### Exercise objective
How many lines in the listing below hold the word "impl"? Answer with the number only.

### Input data
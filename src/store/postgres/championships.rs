use async_trait::async_trait;
use chrono::{DateTime, Utc};
use sqlx::Row;
use tracing::{debug, instrument, warn};
use uuid::Uuid;

use super::{db_error, is_unique_violation, PostgresStore};
use crate::championships::{repository::ChampionshipRepository, MonthlyChampionshipRecord};
use crate::shared::AppError;

const CHAMPIONSHIP_COLUMNS: &str = "id, user_id, month_label, points, awarded_at, awarded_by";

const RESET_MONTHLY_SQL: &str =
    "UPDATE users SET monthly_points = 0, monthly_predictions = 0, monthly_correct = 0";

fn duplicate_crown(month_label: &str) -> AppError {
    AppError::Conflict(format!("Crown for {} was already awarded", month_label))
}

#[async_trait]
impl ChampionshipRepository for PostgresStore {
    #[instrument(skip(self))]
    async fn get_championship(
        &self,
        month_label: &str,
    ) -> Result<Option<MonthlyChampionshipRecord>, AppError> {
        sqlx::query_as::<_, MonthlyChampionshipRecord>(&format!(
            "SELECT {} FROM monthly_championships WHERE month_label = $1",
            CHAMPIONSHIP_COLUMNS
        ))
        .bind(month_label)
        .fetch_optional(&self.pool)
        .await
        .map_err(db_error("Failed to fetch championship"))
    }

    #[instrument(skip(self))]
    async fn list_championships(&self) -> Result<Vec<MonthlyChampionshipRecord>, AppError> {
        sqlx::query_as::<_, MonthlyChampionshipRecord>(&format!(
            "SELECT {} FROM monthly_championships ORDER BY month_label DESC",
            CHAMPIONSHIP_COLUMNS
        ))
        .fetch_all(&self.pool)
        .await
        .map_err(db_error("Failed to list championships"))
    }

    #[instrument(skip(self, record), fields(month_label = %record.month_label, user_id = %record.user_id))]
    async fn record_championship(
        &self,
        record: &MonthlyChampionshipRecord,
    ) -> Result<(), AppError> {
        let mut tx = self.begin().await?;

        sqlx::query("SELECT id FROM users WHERE id = $1 FOR UPDATE")
            .bind(record.user_id)
            .fetch_optional(&mut *tx)
            .await
            .map_err(db_error("Failed to lock crown winner"))?
            .ok_or_else(|| AppError::NotFound(format!("User {} not found", record.user_id)))?;

        // The crown goes to whoever leads now, with the points they were selected on
        let leader = sqlx::query(
            "SELECT id, monthly_points FROM users WHERE monthly_points > 0 \
             ORDER BY monthly_points DESC, created_at ASC, id ASC LIMIT 1",
        )
        .fetch_optional(&mut *tx)
        .await
        .map_err(db_error("Failed to load monthly leader"))?
        .map(|row| (row.get::<Uuid, _>("id"), row.get::<i32, _>("monthly_points")));

        if leader != Some((record.user_id, record.points)) {
            warn!(
                selected_points = record.points,
                current = ?leader,
                "Monthly leader changed since selection"
            );
            return Err(AppError::Conflict(format!(
                "User {} is no longer the monthly leader with {} points",
                record.user_id, record.points
            )));
        }

        let inserted = sqlx::query(&format!(
            "INSERT INTO monthly_championships ({}) VALUES ($1, $2, $3, $4, $5, $6) \
             ON CONFLICT (month_label) DO NOTHING",
            CHAMPIONSHIP_COLUMNS
        ))
        .bind(record.id)
        .bind(record.user_id)
        .bind(&record.month_label)
        .bind(record.points)
        .bind(record.awarded_at)
        .bind(&record.awarded_by)
        .execute(&mut *tx)
        .await
        .map_err(|e| {
            if is_unique_violation(&e) {
                duplicate_crown(&record.month_label)
            } else {
                db_error("Failed to insert championship")(e)
            }
        })?;

        if inserted.rows_affected() == 0 {
            warn!("Month already has a crown");
            return Err(duplicate_crown(&record.month_label));
        }

        sqlx::query(
            "UPDATE users SET monthly_championships = monthly_championships + 1 WHERE id = $1",
        )
        .bind(record.user_id)
        .execute(&mut *tx)
        .await
        .map_err(db_error("Failed to increment crown count"))?;

        tx.commit()
            .await
            .map_err(db_error("Failed to commit championship"))?;

        debug!("Crown recorded in database");
        Ok(())
    }

    #[instrument(skip(self))]
    async fn reset_all_monthly_stats(&self) -> Result<u64, AppError> {
        let result = sqlx::query(RESET_MONTHLY_SQL)
            .execute(&self.pool)
            .await
            .map_err(db_error("Failed to reset monthly stats"))?;
        Ok(result.rows_affected())
    }

    #[instrument(skip(self))]
    async fn open_stats_month(&self) -> Result<Option<String>, AppError> {
        let row = sqlx::query(
            "SELECT month_label FROM monthly_resets ORDER BY month_label DESC LIMIT 1",
        )
        .fetch_optional(&self.pool)
        .await
        .map_err(db_error("Failed to load open stats month"))?;

        Ok(row.map(|row| row.get("month_label")))
    }

    #[instrument(skip(self))]
    async fn start_stats_month(
        &self,
        month_label: &str,
        started_at: DateTime<Utc>,
    ) -> Result<bool, AppError> {
        let marker = sqlx::query(
            "INSERT INTO monthly_resets (month_label, reset_at) VALUES ($1, $2) \
             ON CONFLICT (month_label) DO NOTHING",
        )
        .bind(month_label)
        .bind(started_at)
        .execute(&self.pool)
        .await
        .map_err(db_error("Failed to open stats month"))?;

        Ok(marker.rows_affected() > 0)
    }

    #[instrument(skip(self))]
    async fn reset_monthly_stats_once(
        &self,
        month_label: &str,
        reset_at: DateTime<Utc>,
    ) -> Result<Option<u64>, AppError> {
        let mut tx = self.begin().await?;

        let marker = sqlx::query(
            "INSERT INTO monthly_resets (month_label, reset_at) VALUES ($1, $2) \
             ON CONFLICT (month_label) DO NOTHING",
        )
        .bind(month_label)
        .bind(reset_at)
        .execute(&mut *tx)
        .await
        .map_err(db_error("Failed to record monthly reset"))?;

        if marker.rows_affected() == 0 {
            debug!("Month already reset");
            return Ok(None);
        }

        let result = sqlx::query(RESET_MONTHLY_SQL)
            .execute(&mut *tx)
            .await
            .map_err(db_error("Failed to reset monthly stats"))?;

        tx.commit()
            .await
            .map_err(db_error("Failed to commit monthly reset"))?;

        Ok(Some(result.rows_affected()))
    }
}
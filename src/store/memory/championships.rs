use async_trait::async_trait;
use chrono::{DateTime, Utc};
use tracing::{debug, instrument, warn};

use super::InMemoryStore;
use crate::championships::{
    repository::ChampionshipRepository, select_monthly_leader, MonthlyChampionshipRecord,
};
use crate::shared::AppError;

#[async_trait]
impl ChampionshipRepository for InMemoryStore {
    #[instrument(skip(self))]
    async fn get_championship(
        &self,
        month_label: &str,
    ) -> Result<Option<MonthlyChampionshipRecord>, AppError> {
        Ok(self.tables()?.championships.get(month_label).cloned())
    }

    #[instrument(skip(self))]
    async fn list_championships(&self) -> Result<Vec<MonthlyChampionshipRecord>, AppError> {
        Ok(self.tables()?.championships.values().rev().cloned().collect())
    }

    #[instrument(skip(self, record), fields(month_label = %record.month_label, user_id = %record.user_id))]
    async fn record_championship(
        &self,
        record: &MonthlyChampionshipRecord,
    ) -> Result<(), AppError> {
        let mut tables = self.tables()?;

        if tables.championships.contains_key(&record.month_label) {
            warn!("Month already has a crown");
            return Err(AppError::Conflict(format!(
                "Crown for {} was already awarded",
                record.month_label
            )));
        }

        if !tables.users.contains_key(&record.user_id) {
            return Err(AppError::NotFound(format!("User {} not found", record.user_id)));
        }

        // The crown goes to whoever leads now, with the points they were selected on
        let leader = select_monthly_leader(tables.users.values())
            .map(|user| (user.id, user.monthly_points));
        if leader != Some((record.user_id, record.points)) {
            warn!(
                selected = %record.user_id,
                selected_points = record.points,
                current = ?leader,
                "Monthly leader changed since selection"
            );
            return Err(AppError::Conflict(format!(
                "User {} is no longer the monthly leader with {} points",
                record.user_id, record.points
            )));
        }

        let winner = tables
            .users
            .get_mut(&record.user_id)
            .ok_or_else(|| AppError::NotFound(format!("User {} not found", record.user_id)))?;
        winner.monthly_championships += 1;
        tables
            .championships
            .insert(record.month_label.clone(), record.clone());

        debug!("Crown recorded in memory");
        Ok(())
    }

    #[instrument(skip(self))]
    async fn reset_all_monthly_stats(&self) -> Result<u64, AppError> {
        let mut tables = self.tables()?;
        tables.users.values_mut().for_each(|user| user.reset_monthly());
        Ok(tables.users.len() as u64)
    }

    #[instrument(skip(self))]
    async fn open_stats_month(&self) -> Result<Option<String>, AppError> {
        Ok(self.tables()?.monthly_resets.keys().next_back().cloned())
    }

    #[instrument(skip(self))]
    async fn start_stats_month(
        &self,
        month_label: &str,
        started_at: DateTime<Utc>,
    ) -> Result<bool, AppError> {
        let mut tables = self.tables()?;
        if tables.monthly_resets.contains_key(month_label) {
            return Ok(false);
        }
        tables
            .monthly_resets
            .insert(month_label.to_string(), started_at);
        Ok(true)
    }

    #[instrument(skip(self))]
    async fn reset_monthly_stats_once(
        &self,
        month_label: &str,
        reset_at: DateTime<Utc>,
    ) -> Result<Option<u64>, AppError> {
        let mut tables = self.tables()?;

        if tables.monthly_resets.contains_key(month_label) {
            debug!("Month already reset");
            return Ok(None);
        }

        tables
            .monthly_resets
            .insert(month_label.to_string(), reset_at);
        tables.users.values_mut().for_each(|user| user.reset_monthly());
        Ok(Some(tables.users.len() as u64))
    }
}
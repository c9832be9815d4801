use axum::{
    extract::{Path, Query, State},
    http::StatusCode,
    Json,
};
use std::sync::Arc;
use tracing::{info, instrument};
use uuid::Uuid;

use super::{
    models::UserModel,
    service::UserService,
    types::{CreateUserRequest, LeaderboardEntry, LeaderboardQuery},
};
use crate::shared::{AppError, AppState};

/// HTTP handler for registering a user
///
/// POST /users
#[instrument(name = "create_user", skip(state, request))]
pub async fn create_user(
    State(state): State<AppState>,
    Json(request): Json<CreateUserRequest>,
) -> Result<(StatusCode, Json<UserModel>), AppError> {
    let service = UserService::new(Arc::clone(&state.user_repository));
    let user = service.register_user(&request.display_name).await?;

    Ok((StatusCode::CREATED, Json(user)))
}

/// GET /users/:user_id
#[instrument(name = "get_user", skip(state))]
pub async fn get_user(
    State(state): State<AppState>,
    Path(user_id): Path<Uuid>,
) -> Result<Json<UserModel>, AppError> {
    let service = UserService::new(Arc::clone(&state.user_repository));
    Ok(Json(service.get_user(user_id).await?))
}

/// POST /users/:user_id/reconcile
#[instrument(name = "reconcile_user", skip(state))]
pub async fn reconcile_user(
    State(state): State<AppState>,
    Path(user_id): Path<Uuid>,
) -> Result<Json<UserModel>, AppError> {
    info!(user_id = %user_id, "Reconciling user stats");

    let service = UserService::new(Arc::clone(&state.user_repository));
    Ok(Json(service.reconcile(user_id).await?))
}

/// GET /leaderboard?scope=overall|monthly&limit=n
#[instrument(name = "leaderboard", skip(state))]
pub async fn leaderboard(
    State(state): State<AppState>,
    Query(query): Query<LeaderboardQuery>,
) -> Result<Json<Vec<LeaderboardEntry>>, AppError> {
    let service = UserService::new(Arc::clone(&state.user_repository));
    let entries = service
        .leaderboard(query.scope.unwrap_or_default(), query.limit)
        .await?;

    Ok(Json(entries))
}

#[cfg(test)]
mod tests {
    use super::*;
    use axum::{
        body::Body,
        http::{Request, StatusCode},
        routing::{get, post},
        Router,
    };
    use tower::ServiceExt; // for `oneshot`

    fn app(state: AppState) -> Router {
        Router::new()
            .route("/users", post(create_user))
            .route("/users/:user_id", get(get_user))
            .route("/leaderboard", get(leaderboard))
            .with_state(state)
    }

    #[tokio::test]
    async fn test_create_and_fetch_user() {
        let state = AppState::in_memory();

        let request = Request::builder()
            .method("POST")
            .uri("/users")
            .header("content-type", "application/json")
            .body(Body::from(r#"{"display_name": "Camila"}"#))
            .unwrap();

        let response = app(state.clone()).oneshot(request).await.unwrap();
        assert_eq!(response.status(), StatusCode::CREATED);

        let body = axum::body::to_bytes(response.into_body(), usize::MAX)
            .await
            .unwrap();
        let created: UserModel = serde_json::from_slice(&body).unwrap();
        assert_eq!(created.display_name, "Camila");
        assert_eq!(created.level, 1);

        let request = Request::builder()
            .uri(format!("/users/{}", created.id))
            .body(Body::empty())
            .unwrap();
        let response = app(state).oneshot(request).await.unwrap();
        assert_eq!(response.status(), StatusCode::OK);
    }

    #[tokio::test]
    async fn test_unknown_user_returns_404() {
        let request = Request::builder()
            .uri(format!("/users/{}", Uuid::new_v4()))
            .body(Body::empty())
            .unwrap();

        let response = app(AppState::in_memory()).oneshot(request).await.unwrap();
        assert_eq!(response.status(), StatusCode::NOT_FOUND);
    }

    #[tokio::test]
    async fn test_blank_name_returns_400() {
        let request = Request::builder()
            .method("POST")
            .uri("/users")
            .header("content-type", "application/json")
            .body(Body::from(r#"{"display_name": "  "}"#))
            .unwrap();

        let response = app(AppState::in_memory()).oneshot(request).await.unwrap();
        assert_eq!(response.status(), StatusCode::BAD_REQUEST);
    }

    #[tokio::test]
    async fn test_monthly_leaderboard_query() {
        let request = Request::builder()
            .uri("/leaderboard?scope=monthly&limit=5")
            .body(Body::empty())
            .unwrap();

        let response = app(AppState::in_memory()).oneshot(request).await.unwrap();
        assert_eq!(response.status(), StatusCode::OK);

        let body = axum::body::to_bytes(response.into_body(), usize::MAX)
            .await
            .unwrap();
        let entries: Vec<LeaderboardEntry> = serde_json::from_slice(&body).unwrap();
        assert!(entries.is_empty());
    }
}
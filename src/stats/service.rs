use chrono::Utc;
use std::sync::Arc;

use tracing::{info, instrument, warn};
use uuid::Uuid;

use super::FinishSummary;
use crate::matches::{repository::MatchRepository, FinishMatchRequest, MatchResult};
use crate::scoring::ScoringEngine;
use crate::shared::AppError;

/// The "finish match" use case: validates the real result and hands the
/// whole scoring pass to the store as a single atomic unit.
pub struct StatsService {
    matches: Arc<dyn MatchRepository>,
    scoring_engine: Arc<ScoringEngine>,
}

impl StatsService {
    pub fn new(matches: Arc<dyn MatchRepository>, scoring_engine: Arc<ScoringEngine>) -> Self {
        Self {
            matches,
            scoring_engine,
        }
    }

    #[instrument(skip(self, result), fields(result_home = result.home, result_away = result.away))]
    pub async fn finish_match(
        &self,
        match_id: Uuid,
        result: MatchResult,
    ) -> Result<FinishSummary, AppError> {
        if result.home < 0 || result.away < 0 {
            return Err(AppError::Validation(
                "Match result must not be negative".to_string(),
            ));
        }

        let fixture = self
            .matches
            .get_match(match_id)
            .await?
            .ok_or_else(|| AppError::NotFound(format!("Match {} not found", match_id)))?;

        if fixture.is_finished() {
            warn!(match_id = %match_id, "Match already finished");
            return Err(AppError::Conflict(format!(
                "Match {} is already finished",
                match_id
            )));
        }

        match (fixture.is_knockout, result.advancing_team) {
            (true, None) => {
                return Err(AppError::Validation(
                    "Knockout matches need the advancing team".to_string(),
                ))
            }
            (false, Some(_)) => {
                return Err(AppError::Validation(
                    "Only knockout matches have an advancing team".to_string(),
                ))
            }
            _ => {}
        }

        let request = FinishMatchRequest {
            match_id,
            result,
            finished_at: Utc::now(),
        };

        let summary = self
            .matches
            .finish_match(&request, self.scoring_engine.as_ref())
            .await
            .map_err(|err| {
                warn!(match_id = %match_id, error = %err, "Finishing match failed, nothing applied");
                err
            })?;

        info!(
            match_id = %match_id,
            predictions_processed = summary.predictions_processed,
            users_updated = summary.users_updated,
            "Match finished and scored"
        );
        Ok(summary)
    }
}
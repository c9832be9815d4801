use chrono::{DateTime, Utc};
use serde::{Deserialize, Serialize};
use strum_macros::{AsRefStr, Display, EnumString};
use uuid::Uuid;

#[derive(
    Debug, Clone, Copy, PartialEq, Eq, Serialize, Deserialize, Display, EnumString, AsRefStr,
)]
#[serde(rename_all = "lowercase")]
#[strum(serialize_all = "lowercase")]
pub enum MatchStatus {
    Pending,
    Live,
    Finished,
}

/// Which side of a match: used for the team that advances in knockouts
#[derive(
    Debug, Clone, Copy, PartialEq, Eq, Serialize, Deserialize, Display, EnumString, AsRefStr,
)]
#[serde(rename_all = "lowercase")]
#[strum(serialize_all = "lowercase")]
pub enum TeamSide {
    Home,
    Away,
}

/// Database model for matches table
#[derive(Debug, Clone, PartialEq, Eq, Serialize, Deserialize)]
pub struct MatchModel {
    pub id: Uuid,
    pub home_team: String,
    pub away_team: String,
    pub deadline: DateTime<Utc>, // predictions lock after this instant
    pub status: MatchStatus,
    pub is_knockout: bool,
    pub result_home: Option<i32>,
    pub result_away: Option<i32>,
    pub advancing_team: Option<TeamSide>,
    pub created_at: DateTime<Utc>,
    pub finished_at: Option<DateTime<Utc>>,
}

impl MatchModel {
    /// Creates a pending match with a generated ID
    pub fn new(
        home_team: String,
        away_team: String,
        deadline: DateTime<Utc>,
        is_knockout: bool,
    ) -> Self {
        Self {
            id: Uuid::new_v4(),
            home_team,
            away_team,
            deadline,
            status: MatchStatus::Pending,
            is_knockout,
            result_home: None,
            result_away: None,
            advancing_team: None,
            created_at: Utc::now(),
            finished_at: None,
        }
    }

    pub fn is_finished(&self) -> bool {
        self.status == MatchStatus::Finished
    }

    /// Predictions can be created or overwritten only while pending and not past the deadline
    pub fn accepts_predictions_at(&self, now: DateTime<Utc>) -> bool {
        self.status == MatchStatus::Pending && now <= self.deadline
    }

    pub fn result(&self) -> Option<MatchResult> {
        match (self.status, self.result_home, self.result_away) {
            (MatchStatus::Finished, Some(home), Some(away)) => Some(MatchResult {
                home,
                away,
                advancing_team: self.advancing_team,
            }),
            _ => None,
        }
    }

    /// Marks the match finished with its real result
    pub fn finish(&mut self, result: &MatchResult, finished_at: DateTime<Utc>) {
        self.status = MatchStatus::Finished;
        self.result_home = Some(result.home);
        self.result_away = Some(result.away);
        self.advancing_team = result.advancing_team;
        self.finished_at = Some(finished_at);
    }
}

/// The real score of a finished match
#[derive(Debug, Clone, Copy, PartialEq, Eq, Serialize, Deserialize)]
pub struct MatchResult {
    pub home: i32,
    pub away: i32,
    pub advancing_team: Option<TeamSide>,
}

/// Everything a store needs to finish a match in one atomic step
#[derive(Debug, Clone)]
pub struct FinishMatchRequest {
    pub match_id: Uuid,
    pub result: MatchResult,
    pub finished_at: DateTime<Utc>,
}

#[cfg(test)]
mod tests {
    use super::*;
    use chrono::Duration;

    #[test]
    fn new_match_is_pending_without_result() {
        let fixture = MatchModel::new(
            "A".into(),
            "B".into(),
            Utc::now() + Duration::hours(2),
            false,
        );
        assert_eq!(fixture.status, MatchStatus::Pending);
        assert!(fixture.result().is_none());
        assert!(fixture.accepts_predictions_at(Utc::now()));
    }

    #[test]
    fn deadline_instant_still_accepts_predictions() {
        let deadline = Utc::now();
        let fixture = MatchModel::new("A".into(), "B".into(), deadline, false);

        assert!(fixture.accepts_predictions_at(deadline));
        assert!(!fixture.accepts_predictions_at(deadline + Duration::seconds(1)));
    }

    #[test]
    fn finishing_exposes_result() {
        let mut fixture = MatchModel::new("A".into(), "B".into(), Utc::now(), true);
        let result = MatchResult {
            home: 1,
            away: 1,
            advancing_team: Some(TeamSide::Away),
        };

        fixture.finish(&result, Utc::now());

        assert!(fixture.is_finished());
        assert_eq!(fixture.result(), Some(result));
        assert!(!fixture.accepts_predictions_at(Utc::now() - Duration::days(1)));
    }

    #[test]
    fn statuses_round_trip_as_lowercase_text() {
        assert_eq!(MatchStatus::Finished.to_string(), "finished");
        assert_eq!("live".parse::<MatchStatus>().unwrap(), MatchStatus::Live);
        assert_eq!("away".parse::<TeamSide>().unwrap(), TeamSide::Away);
    }
}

### Answer section
4